The last stadium I went to watch rugby was …

(a) owned by the city,
(b) is also home to TWO top flight soccer teams,
(c) plays it’s top fight rugby 300 miles away,
(d) has two airports,
(e) has integrated trams as well as high speed electric trains
(f) has a shoot first policy on organised corruption
(g) has a comparatively miniscule national rugby budget,
(h) full of heritage buildings not demolished for 2000 years,
(i) and put in two excellent tries against Wales.

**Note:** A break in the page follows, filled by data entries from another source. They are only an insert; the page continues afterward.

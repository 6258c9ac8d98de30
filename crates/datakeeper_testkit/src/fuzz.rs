//! Fuzz harnesses for Datakeeper.
//!
//! Each target accepts arbitrary bytes and must either succeed or return
//! an error. A panic is a bug. The targets can be driven by cargo-fuzz or
//! by proptest, as the tests below do.

use crate::fixtures::{TestVault, TEST_OWNER};
use datakeeper_core::crypto::{decrypt, encrypt, KEY_SIZES};
use datakeeper_core::{CredentialPatch, CredentialSecret, Payload, UpdateRequest};
use datakeeper_server::{ServerConfig, VaultServer};
use datakeeper_storage::{ContentType, RecordId, RecordStore, VaultRecord};

/// Fuzz target for ciphertext decoding.
///
/// The first byte picks the key size, the rest is treated as ciphertext.
pub fn fuzz_decrypt(data: &[u8]) {
    let Some((&selector, cipher_text)) = data.split_first() else {
        return;
    };
    let len = KEY_SIZES[selector as usize % KEY_SIZES.len()];
    let key = vec![selector; len];
    let _ = decrypt(&key, cipher_text);
}

/// Fuzz target for the encrypt / decrypt pair.
///
/// Whatever goes in must come back out under the same key.
pub fn fuzz_codec_roundtrip(data: &[u8]) {
    let key = b"0123456789abcdef0123456789abcdef";
    let sealed = encrypt(key, data).expect("32-byte key is valid");
    let opened = decrypt(key, &sealed).expect("Fresh ciphertext must decrypt");
    assert_eq!(opened, data, "Roundtrip mismatch");
}

/// Fuzz target for payload decoding.
pub fn fuzz_payload_decode(data: &[u8]) {
    for content_type in [ContentType::Credential, ContentType::Card, ContentType::File] {
        if let Ok(payload) = Payload::decode(content_type, data) {
            assert_eq!(payload.content_type(), content_type);
        }
    }
}

/// Fuzz target for stored records.
///
/// Plants `data` as the ciphertext of a credential owned by the test
/// owner, then lists and updates it. Both calls must fail cleanly or
/// succeed.
pub fn fuzz_stored_record(data: &[u8]) {
    let vault = TestVault::memory();
    let ctx = vault.owner();
    let Some(store) = vault.store.as_ref() else {
        return;
    };
    let id = RecordId::new();
    let record = VaultRecord::new(id, TEST_OWNER, ContentType::Credential, data.to_vec());
    if store.insert(&record).is_err() {
        return;
    }

    let listed = vault.credentials().list(&ctx);
    let updated = vault
        .credentials()
        .update(&ctx, UpdateRequest::new(id, CredentialPatch::default()));
    assert_eq!(listed.is_ok(), updated.is_ok(), "List and update disagree on {id}");
    if updated.is_err() {
        let stored = store.raw_record(id).expect("Record must survive a failed update");
        assert_eq!(stored.cipher_text, data, "Failed update must not overwrite");
    }
}

/// Fuzz target for the JSON request surface.
pub fn fuzz_request_json(data: &[u8]) {
    let Ok(body) = std::str::from_utf8(data) else {
        return;
    };
    let Ok(server) = VaultServer::in_memory(ServerConfig::new(b"fuzz".to_vec())) else {
        return;
    };
    let response = server.handle_json(None, body);
    assert!(
        serde_json::from_str::<serde_json::Value>(&response).is_ok(),
        "Response is not JSON: {response}"
    );
}

/// Fuzz target for a credential surviving arbitrary field contents.
pub fn fuzz_credential_fields(name: &str, login: &str, password: &str) {
    let vault = TestVault::memory();
    let ctx = vault.owner();
    let secret = CredentialSecret {
        name: name.to_string(),
        login: login.to_string(),
        password: password.to_string(),
    };
    let id = vault
        .credentials()
        .create(&ctx, secret.clone())
        .expect("Failed to create credential");
    let items = vault.credentials().list(&ctx).expect("Failed to list credentials");
    assert_eq!(items.len(), 1);
    assert_eq!(items[0].id, id);
    assert_eq!(items[0].secret, secret);
}
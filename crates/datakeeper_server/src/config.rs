//! Server configuration.

use datakeeper_core::VaultConfig;
use std::time::Duration;

/// Configuration for the vault server.
#[derive(Debug, Clone)]
pub struct ServerConfig {
    /// Secret key for token signing.
    pub token_secret: Vec<u8>,
    /// Token lifetime.
    pub token_expiry: Duration,
    /// Largest accepted upload, in bytes.
    pub max_upload_size: u64,
    /// Configuration of the vault behind the server.
    pub vault: VaultConfig,
}

impl ServerConfig {
    /// Creates a new server configuration signing tokens with `secret`.
    pub fn new(token_secret: Vec<u8>) -> Self {
        Self {
            token_secret,
            token_expiry: Duration::from_secs(24 * 60 * 60), // 24 hours
            max_upload_size: 5 * 1024 * 1024,
            vault: VaultConfig::default(),
        }
    }

    /// Sets the token lifetime.
    pub fn with_token_expiry(mut self, expiry: Duration) -> Self {
        self.token_expiry = expiry;
        self
    }

    /// Sets the maximum upload size.
    pub fn with_max_upload_size(mut self, size: u64) -> Self {
        self.max_upload_size = size;
        self
    }

    /// Sets the vault configuration.
    pub fn with_vault(mut self, vault: VaultConfig) -> Self {
        self.vault = vault;
        self
    }
}
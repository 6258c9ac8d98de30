//! Local identity provider.
//!
//! Keeps accounts in memory with Argon2id password hashes and issues
//! owner tokens through the [`TokenValidator`]. Suitable for tests and
//! single-process deployments; a real deployment plugs an external
//! service in through [`IdentityProvider`].

use crate::auth::TokenValidator;
use argon2::Argon2;
use datakeeper_core::{IdentityProvider, VaultError, VaultResult};
use parking_lot::RwLock;
use rand::rngs::OsRng;
use rand::RngCore;
use std::collections::HashMap;
use subtle::ConstantTimeEq;
use std::sync::Arc;
use tracing::debug;

const SALT_LEN: usize = 16;
const HASH_LEN: usize = 32;

struct Account {
    salt: [u8; SALT_LEN],
    hash: [u8; HASH_LEN],
}

/// In-memory accounts.
pub struct LocalIdentityProvider {
    tokens: Arc<TokenValidator>,
    accounts: RwLock<HashMap<String, Account>>,
}

impl LocalIdentityProvider {
    /// Creates a provider issuing tokens with `tokens`.
    pub fn new(tokens: Arc<TokenValidator>) -> Self {
        Self {
            tokens,
            accounts: RwLock::new(HashMap::new()),
        }
    }

    /// Returns the number of accounts.
    pub fn account_count(&self) -> usize {
        self.accounts.read().len()
    }

    fn issue(&self, email: &str) -> VaultResult<String> {
        self.tokens
            .create_token(email)
            .map_err(|e| VaultError::AuthenticationFailed(e.to_string()))
    }
}

fn hash_password(password: &str, salt: &[u8; SALT_LEN]) -> VaultResult<[u8; HASH_LEN]> {
    let mut output = [0u8; HASH_LEN];
    Argon2::default()
        .hash_password_into(password.as_bytes(), salt, &mut output)
        .map_err(|e| VaultError::AuthenticationFailed(format!("password hashing failed: {e}")))?;
    Ok(output)
}

impl IdentityProvider for LocalIdentityProvider {
    fn login(&self, email: &str, password: &str) -> VaultResult<String> {
        let (salt, expected) = match self.accounts.read().get(email) {
            Some(account) => (account.salt, account.hash),
            None => return Err(VaultError::AuthenticationFailed("invalid email or password".into())),
        };

        let actual = hash_password(password, &salt)?;
        if !bool::from(actual[..].ct_eq(&expected[..])) {
            return Err(VaultError::AuthenticationFailed("invalid email or password".into()));
        }

        debug!(owner = %email, "login accepted");
        self.issue(email)
    }

    fn register(&self, email: &str, password: &str) -> VaultResult<String> {
        if password.is_empty() {
            return Err(VaultError::validation("password must not be empty"));
        }
        let mut salt = [0u8; SALT_LEN];
        OsRng.fill_bytes(&mut salt);
        let hash = hash_password(password, &salt)?;

        {
            let mut accounts = self.accounts.write();
            if accounts.contains_key(email) {
                return Err(VaultError::AccountExists(email.to_string()));
            }
            accounts.insert(email.to_string(), Account { salt, hash });
        }

        debug!(owner = %email, "account registered");
        self.issue(email)
    }
}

The WRU has a problem and it’s not playing talent or venues.
The WRU problem is – itself.

Hywel Davies

Bit harsh on Newport I think – I believe the Newport Gwent Dragons were a genuine region formed from Newport and Ebbw Vale (who had an excellent team at the time). Admittedly they insisted on the Newport moniker, but at the time all the regions except the Warriors had something similar. The real cheek is Llanelli Scarlets claiming most of the rest of Wales, and Cardiff Blues apparently representing the Valleys – bet they love that up in Pontypridd!

Ron Tovey

Wrote twice to the Beans on Toast before last elections asking labour council and government candidates to declare on election leaflets whether they were Momentum supporters or not.
Not an unreasonable request.
Unsurprisingly, neither letter was published.
So sad, the Beans on Toast once had a great local political team.

Robert George Morgan

What you have said is correct, I once wrote to the Evening Post to criticise SCC on austerity adjustments, in saying if they stopped doing everything more than twice would save a fortune.
Example, Castle gardens, bendy bus, now the Kingsway, which again will be a white elephant.
The poor shop keepers will never get the footfall past their doors due to SCC policy, they do not want cars in the city centre. What a load of bollocks. Couldn’t run a school trip.